Philip Norman taught me to write. Rather, his two best nonfiction titles, Shout! The Beatles In Their Generation (1981) and Symphony For the Devil: The Rolling Stones Story (1984, also called just The Stones), were groundbreaking achievements in elevating rock biographies to an emotional maturity and literary sophistication they’d never before reached. Norman’s latest book, Paul McCartney: The Life (2016), shows how he is still meeting the reportorial and critical standards he originally set.
With Shout! and Symphony For the Devil, Norman was the first writer to describe famous rock musicians not as a gushing fan or dirt-dishing insider, but as a cultured adult. He didn’t assume a partisan audience of collectors and completists; he wrote for people who weren’t necessarily dedicated Beatles or Stones followers but who were knowledgeable about art, politics, journalism, and the class structures of Twentieth-Century Britain. Through Norman, rock ‘n’ rollers’ successes were put into a perspective beyond chart ranking and deejay mythology – of the personal connections between the Beatles and the Stones in the mid-1960s, he wrote in Symphony, “Being so famous that one constantly risked being torn limb from limb was a predicament that no one else knew so well. Likewise, the predicament of being showered with pocket money, while at the same time, being vaguely aware that one was not half so rich as one might think.” No one until then had characterized the phenomenon of rock stardom with such human insight.

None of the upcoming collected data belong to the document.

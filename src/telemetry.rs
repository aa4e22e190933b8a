use tracing_subscriber::{EnvFilter, Registry, layer::SubscriberExt};

use crate::Result;
use crate::error::Error;

const FALLBACK_FILTER: &str = "info,tower_http=debug";

#[derive(Clone, Copy, Debug, Default, Eq, PartialEq)]
pub enum LogFormat {
    #[default]
    Text,
    Json,
}

impl LogFormat {
    #[must_use]
    pub const fn from_flag(json: bool) -> Self {
        if json { Self::Json } else { Self::Text }
    }
}

/// Premier filtre valide : explicite, puis `RUST_LOG`, puis le filtre par défaut.
fn resolve_filter(explicit_filter: Option<&str>) -> Result<EnvFilter> {
    let mut candidates = Vec::new();
    if let Some(f) = explicit_filter {
        candidates.push(f.to_string());
    }
    if let Ok(env) = std::env::var("RUST_LOG") {
        candidates.push(env);
    }
    candidates.push(FALLBACK_FILTER.to_string());

    candidates
        .into_iter()
        .find_map(|candidate| EnvFilter::try_new(candidate).ok())
        .ok_or_else(|| Error::Telemetry("invalid log filter".to_string()))
}

/// Initialise tracing avec un filtre optionnel et un mode JSON conditionnel.
///
/// # Errors
///
/// Retourne une erreur si aucun filtre n'est valide, si la couche JSON est
/// demandée alors que la fonctionnalité `json-logs` n'est pas compilée, ou si
/// un subscriber global est déjà installé.
pub fn init_tracing(explicit_filter: Option<&str>, format: LogFormat) -> Result<()> {
    let filter = resolve_filter(explicit_filter)?;

    #[cfg(feature = "json-logs")]
    if format == LogFormat::Json {
        let subscriber = Registry::default().with(filter).with(
            tracing_subscriber::fmt::layer()
                .with_target(true)
                .with_file(true)
                .with_line_number(true)
                .json()
                .flatten_event(true),
        );
        tracing::subscriber::set_global_default(subscriber)
            .map_err(|err| Error::Telemetry(err.to_string()))?;
        return Ok(());
    }

    #[cfg(not(feature = "json-logs"))]
    if format == LogFormat::Json {
        return Err(Error::Telemetry(
            "binary was built without the `json-logs` feature".to_string(),
        ));
    }

    let subscriber = Registry::default()
        .with(filter)
        .with(tracing_subscriber::fmt::layer().with_target(true));
    tracing::subscriber::set_global_default(subscriber)
        .map_err(|err| Error::Telemetry(err.to_string()))
}

#[cfg(test)]
mod tests {
    use super::{LogFormat, resolve_filter};

    #[test]
    fn explicit_filter_wins() {
        assert!(resolve_filter(Some("genie_datasource=debug")).is_ok());
    }

    #[test]
    fn log_format_follows_flag() {
        assert_eq!(LogFormat::from_flag(true), LogFormat::Json);
        assert_eq!(LogFormat::from_flag(false), LogFormat::Text);
    }
}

As a prose stylist, Norman builds sentences and paragraphs with an ear for rhythm nearly as acute as that of the musicians he appraises. Whereas the earlier crop of rock historians mostly tended to report hit songs and band memberships in the stenographic language of promotional handouts, Shout! and Symphony gave the stories an almost tragic dimension, covering key episodes like the deaths of Brian Epstein or Brian Jones with an elegiac tone hitherto used only by novelists or social essayists. If you want to read some examples of Norman’s influence on later rock biographers, who’ve themselves tried to combine clear-eyed detachment with lyrical diction, start with Jimmy Page: Magus, Musician, Man, and other works by George Case.
Norman’s new bio reconsiders Sir Paul after negatively casting him in Shout! as a lightweight composer and calculating careerist. Here, McCartney is judiciously evaluated as “a modern Gershwin…[the creator of] pop music’s equivalent of the works of Shakespeare…Paul belongs to an ever tinier elect…who seem made of music more than of flesh and blood.” Norman doesn’t give much space to the technicalities of his subject’s art – for that, turn to Ian MacDonald’s Revolution In the Head – but he is as smart as ever at seeing through the fog of celebrity privilege and tabloid media that renders so many superstar lives unreadable for literate observers, and which any serious biographer now has to penetrate in living up to his example. As with Paul McCartney himself, it’s good to see that Philip Norman continues to lead the genre he reinvented.
Just one complaint. In detailing the 1968 release of the two-record The Beatles, Norman somehow let this sentence go unrevised: “Yes, there had been huge anticipatory audiences for other records, other long lines waiting for record stores to open, other dashes home to audio equipment like the diarrhoea-smitten to toilets.” That’s got to be the only time the White Album has been compared to gastro-intestinal distress.